Dicho eso, entró a zancadas hasta encontrar el interruptor. En un parpadeo, todo el patio delantero quedó completamente iluminado.

Erika cruzó el umbral de la puerta con mucho cuidado y, mientras caminaba despacio hacia adentro, observó aquel pequeño patio de unos veinte metros cuadrados.

El suelo también era de baldosas de piedra ligeramente húmedas, de donde emanaba un olor fresco y agradable.

Las paredes del patio estaban repletas de enredaderas muy verdes, y entre las hojas colgaban unos cuantos faroles encendidos que emitían una luz muy cálida.

En una esquina había macetas con flores de todo tipo, y un poco más allá, un par de sillas acompañadas de una pequeña mesa redonda.

—¿Te gusta? Pensé que, como el embarazo va a avanzar y estarás más pesada, no te convendría subir escaleras, por eso no quise rentar algo en un segundo piso —le comentó Adrián, acercándose con una leve sonrisa.

Erika dejó de inspeccionar el lugar para verlo, dedicándole también una sonrisa tierna.

—Me encanta. Adrián, gracias por preocuparse tanto por mí. Desde que éramos chiquitos hasta ahora, siempre soy yo la que los mete en aprietos...

—¡No digas tonterías!
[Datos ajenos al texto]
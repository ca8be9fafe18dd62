//! Graph model: states, transitions and the two pseudo-states.
//!
//! States live in an insertion-ordered map keyed by id. Transitions live in
//! a sequence whose order is significant: it is the order in which the
//! selector considers them, so the first registered transition wins ties.

use super::condition::Condition;
use indexmap::IndexMap;
use serde::{Deserialize, Serialize};
use std::fmt;
use uuid::Uuid;

/// Stable identifier of a state.
#[derive(Clone, Copy, Debug, PartialEq, Eq, Hash, PartialOrd, Ord, Serialize, Deserialize)]
#[serde(transparent)]
pub struct StateId(Uuid);

impl StateId {
    pub fn new() -> Self {
        Self(Uuid::new_v4())
    }
}

impl Default for StateId {
    fn default() -> Self {
        Self::new()
    }
}

impl fmt::Display for StateId {
    fn fmt(&self, f: &mut fmt::Formatter<'_>) -> fmt::Result {
        write!(f, "node-{}", self.0)
    }
}

/// Stable identifier of a transition.
#[derive(Clone, Copy, Debug, PartialEq, Eq, Hash, PartialOrd, Ord, Serialize, Deserialize)]
#[serde(transparent)]
pub struct TransitionId(Uuid);

impl TransitionId {
    pub fn new() -> Self {
        Self(Uuid::new_v4())
    }
}

impl Default for TransitionId {
    fn default() -> Self {
        Self::new()
    }
}

impl fmt::Display for TransitionId {
    fn fmt(&self, f: &mut fmt::Formatter<'_>) -> fmt::Result {
        write!(f, "conn-{}", self.0)
    }
}

/// Source of a transition: a real state or one of the pseudo-states.
///
/// `Entry` and `AnyState` are constants, never stored in the state map.
/// Only `AnyState` and real states are considered when evaluating; `Entry`
/// exists for display.
#[derive(Clone, Copy, Debug, PartialEq, Eq, Hash, Serialize, Deserialize)]
pub enum Endpoint {
    Entry,
    AnyState,
    State(StateId),
}

impl Endpoint {
    pub fn state_id(&self) -> Option<StateId> {
        match self {
            Self::State(id) => Some(*id),
            Self::Entry | Self::AnyState => None,
        }
    }

    pub fn is_pseudo(&self) -> bool {
        !matches!(self, Self::State(_))
    }
}

impl fmt::Display for Endpoint {
    fn fmt(&self, f: &mut fmt::Formatter<'_>) -> fmt::Result {
        match self {
            Self::Entry => f.write_str("Entry"),
            Self::AnyState => f.write_str("Any State"),
            Self::State(id) => write!(f, "{id}"),
        }
    }
}

/// A node of the graph, named after the clip it plays.
#[derive(Clone, Debug, PartialEq, Serialize, Deserialize)]
pub struct AnimState {
    pub id: StateId,
    pub name: String,
    pub is_default: bool,
}

/// A directed, conditioned edge.
///
/// The target is always a real state; a pseudo-state target cannot be
/// expressed.
#[derive(Clone, Debug, PartialEq, Serialize, Deserialize)]
pub struct Transition {
    pub id: TransitionId,
    pub from: Endpoint,
    pub to: StateId,
    pub conditions: Vec<Condition>,
    /// Blend duration in seconds, never negative.
    pub duration: f64,
    pub has_exit_time: bool,
}

impl Transition {
    pub fn new(from: Endpoint, to: StateId, duration: f64) -> Self {
        Self {
            id: TransitionId::new(),
            from,
            to,
            conditions: Vec::new(),
            duration: sanitize_duration(duration),
            has_exit_time: false,
        }
    }

    pub fn is_self_loop(&self) -> bool {
        self.from == Endpoint::State(self.to)
    }

    /// Whether `state` is either end of this transition.
    pub fn touches(&self, state: StateId) -> bool {
        self.to == state || self.from == Endpoint::State(state)
    }
}

/// NaN and negative durations collapse to zero.
pub(crate) fn sanitize_duration(seconds: f64) -> f64 {
    if seconds.is_nan() || seconds < 0.0 {
        0.0
    } else {
        seconds
    }
}

/// The state machine graph.
///
/// Read access lives here; structural edits live in
/// [`mutator`](super::mutator) and keep the "exactly one default" invariant.
#[derive(Clone, Debug, Default, PartialEq, Serialize, Deserialize)]
pub struct StateGraph {
    pub(crate) states: IndexMap<StateId, AnimState>,
    pub(crate) transitions: Vec<Transition>,
}

impl StateGraph {
    pub fn new() -> Self {
        Self::default()
    }

    pub fn state(&self, id: StateId) -> Option<&AnimState> {
        self.states.get(&id)
    }

    pub fn state_by_name(&self, name: &str) -> Option<&AnimState> {
        self.states.values().find(|s| s.name == name)
    }

    pub fn contains(&self, id: StateId) -> bool {
        self.states.contains_key(&id)
    }

    /// States in insertion order.
    pub fn states(&self) -> impl Iterator<Item = &AnimState> {
        self.states.values()
    }

    pub fn default_state(&self) -> Option<&AnimState> {
        self.states.values().find(|s| s.is_default)
    }

    pub fn default_count(&self) -> usize {
        self.states.values().filter(|s| s.is_default).count()
    }

    pub fn state_count(&self) -> usize {
        self.states.len()
    }

    pub fn is_empty(&self) -> bool {
        self.states.is_empty()
    }

    pub fn transition(&self, id: TransitionId) -> Option<&Transition> {
        self.transitions.iter().find(|t| t.id == id)
    }

    /// Transitions in storage order.
    pub fn transitions(&self) -> &[Transition] {
        &self.transitions
    }

    /// Outgoing transitions of `source`, in storage order.
    pub fn outgoing(&self, source: Endpoint) -> impl Iterator<Item = &Transition> {
        self.transitions.iter().filter(move |t| t.from == source)
    }

    pub(crate) fn transition_mut(&mut self, id: TransitionId) -> Option<&mut Transition> {
        self.transitions.iter_mut().find(|t| t.id == id)
    }
}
Yo hago lo que sea por ti, y con muchísimo gusto —replicó Adrián al instante, apresurándose a añadir—: Y estoy seguro de que Marti opina exactamente lo mismo. Bueno, ven, te enseño tu cuarto.

Mientras caminaba por delante, Adrián le fue dando el recorrido.

—Este cuarto del centro es el más grande, aquí te vas a quedar tú. Marti y yo ya te acomodamos todo lo que necesitas ahí adentro. Yo me voy a quedar en el cuarto de la derecha. Y cuando Marti nos venga a visitar, se puede dormir en el de la izquierda.

Erika se detuvo en seco al escucharlo.

—¿Ustedes dos también se van a venir a vivir aquí? Adrián, tú ya tienes demasiadas preocupaciones encima con tu negocio y lo de tu mamá. Y ni hablar de Marti, su trabajo la tiene vuelta loca todo el día...

—Yo sí me quedo. Marti solo vendrá de vez en cuando —la interrumpió Adrián.